**INPUT:**
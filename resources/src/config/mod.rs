use serde::{Deserialize, Serialize};

/// Cluster-wide settings shared by every binary in the core: where the API
/// server lives, and the defaults applied to a `ScaledObject`/`ScaledJob`
/// when its own spec leaves a field unset.
#[derive(Debug, Serialize, Deserialize, Clone)]
#[serde(rename_all = "camelCase", default)]
pub struct ClusterConfig {
    /// API server URL, used for REST reads/writes.
    pub api_server_url: String,
    /// API server watch URL, used to open the websocket watch stream.
    pub api_server_watch_url: String,
    /// Default `pollingInterval` (seconds) when a scalable object omits it.
    pub default_polling_interval_seconds: u64,
    /// Default `cooldownPeriod` (seconds) when a scalable object omits it.
    pub default_cooldown_period_seconds: u64,
    /// How long the cache waits for a scaler's `Close()` before giving up
    /// and dropping the reference anyway.
    pub scaler_close_timeout_seconds: u64,
    /// How long `DeleteScalableObject` waits for a ScaleLoop task to drain
    /// after its cancellation token fires.
    pub scale_loop_stop_timeout_seconds: u64,
}

impl Default for ClusterConfig {
    fn default() -> Self {
        ClusterConfig {
            api_server_url: "http://localhost:8080".to_string(),
            api_server_watch_url: "ws://localhost:8080".to_string(),
            default_polling_interval_seconds: 30,
            default_cooldown_period_seconds: 300,
            scaler_close_timeout_seconds: 10,
            scale_loop_stop_timeout_seconds: 60,
        }
    }
}

/// Extra settings for the metrics adapter binary, layered on top of
/// [`ClusterConfig`].
#[derive(Debug, Serialize, Deserialize, Clone)]
#[serde(rename_all = "camelCase", default)]
pub struct AdapterConfig {
    pub listen_address: String,
}

impl Default for AdapterConfig {
    fn default() -> Self {
        AdapterConfig {
            listen_address: "0.0.0.0:8081".to_string(),
        }
    }
}
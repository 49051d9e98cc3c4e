use chrono::NaiveDateTime;
use serde::{Deserialize, Serialize};

use crate::objects::trigger::MetricType;

/// What `Scaler::get_metric_spec` reports: the name the HPA should query
/// this trigger's metric under, and the target it should scale towards.
#[derive(Debug, Serialize, Deserialize, Clone)]
#[serde(rename_all = "camelCase")]
pub struct MetricSpec {
    pub metric_name: String,
    pub target_value: f64,
    pub metric_type: MetricType,
}

/// One sample a scaler reports for a metric name, in the shape the
/// external-metrics API serves it.
#[derive(Debug, Serialize, Deserialize, Clone)]
#[serde(rename_all = "camelCase")]
pub struct ExternalMetricValue {
    pub metric_name: String,
    pub value: f64,
    pub timestamp: NaiveDateTime,
}

impl ExternalMetricValue {
    pub fn new(metric_name: impl Into<String>, value: f64, timestamp: NaiveDateTime) -> Self {
        ExternalMetricValue {
            metric_name: metric_name.into(),
            value,
            timestamp,
        }
    }
}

**EXERCISE DESCRIPTION:** Give the number of lines above that contain the word "timestamp", with no other text.

**TASK OUTPUT:** 3